=== WHAT IS REQUIRED ===
Line by line, transcribe the records exactly.

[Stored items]
┄┄┄┄┄┄┄┄┄┄

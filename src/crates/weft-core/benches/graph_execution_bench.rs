use criterion::{black_box, criterion_group, criterion_main, Criterion};
use serde_json::json;
use weft_core::state::{AppendReducer, StateSchema};
use weft_core::{StateGraph, END};

fn build_linear_graph() -> StateGraph {
    let mut schema = StateSchema::new();
    schema.add_channel("log", Box::new(AppendReducer));

    let mut graph = StateGraph::with_schema(schema);
    graph.add_node("a", |_state| {
        Box::pin(async move { Ok(json!({"log": ["a"]})) })
    });
    graph.add_node("b", |_state| {
        Box::pin(async move { Ok(json!({"log": ["b"]})) })
    });
    graph.add_node("c", |_state| {
        Box::pin(async move { Ok(json!({"log": ["c"]})) })
    });
    graph.set_entry_point("a");
    graph.add_edge("a", "b");
    graph.add_edge("b", "c");
    graph.add_edge("c", END);
    graph
}

fn compile_benchmark(c: &mut Criterion) {
    c.bench_function("graph compile", |b| {
        b.iter(|| black_box(build_linear_graph()).compile().unwrap());
    });
}

fn invoke_benchmark(c: &mut Criterion) {
    let runtime = tokio::runtime::Runtime::new().unwrap();

    c.bench_function("linear graph invoke", |b| {
        b.to_async(&runtime).iter(|| async {
            let compiled = build_linear_graph().compile().unwrap();
            compiled
                .invoke(black_box(json!({"log": []})), "bench-thread")
                .await
                .unwrap();
        });
    });
}

criterion_group!(benches, compile_benchmark, invoke_benchmark);
criterion_main!(benches);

┄┄┄┄┄┄┄┄┄┄

=== ANSWER TO THE EXERCISE ===
filename src/crates/weft-core/benches/graph_execution_bench.rs
use criterion::{black_box, criterion_group, criterion_main, Criterion};
use serde_json::json;
use weft_core::state::{AppendReducer, StateSchema};
use weft_core::{StateGraph, END};

fn build_linear_graph() -> StateGraph {
    let mut schema = StateSchema::new();
    schema.add_channel("log", Box::new(AppendReducer));

    let mut graph = StateGraph::with_schema(schema);
    graph.add_node("a", |_state| {
        Box::pin(async move { Ok(json!({"log": ["a"]})) })
    });
    graph.add_node("b", |_state| {
        Box::pin(async move { Ok(json!({"log": ["b"]})) })
    });
    graph.add_node("c", |_state| {
        Box::pin(async move { Ok(json!({"log": ["c"]})) })
    });
    graph.set_entry_point("a");
    graph.add_edge("a", "b");
    graph.add_edge("b", "c");
    graph.add_edge("c", END);
    graph
}

fn compile_benchmark(c: &mut Criterion) {
    c.bench_function("graph compile", |b| {
        b.iter(|| black_box(build_linear_graph()).compile().unwrap());
    });
}

fn invoke_benchmark(c: &mut Criterion) {
    let runtime = tokio::runtime::Runtime::new().unwrap();

    c.bench_function("linear graph invoke", |b| {
        b.to_async(&runtime).iter(|| async {
            let compiled = build_linear_graph().compile().unwrap();
            compiled
                .invoke(black_box(json!({"log": []})), "bench-thread")
                .await
                .unwrap();
        });
    });
}

criterion_group!(benches, compile_benchmark, invoke_benchmark);
criterion_main!(benches);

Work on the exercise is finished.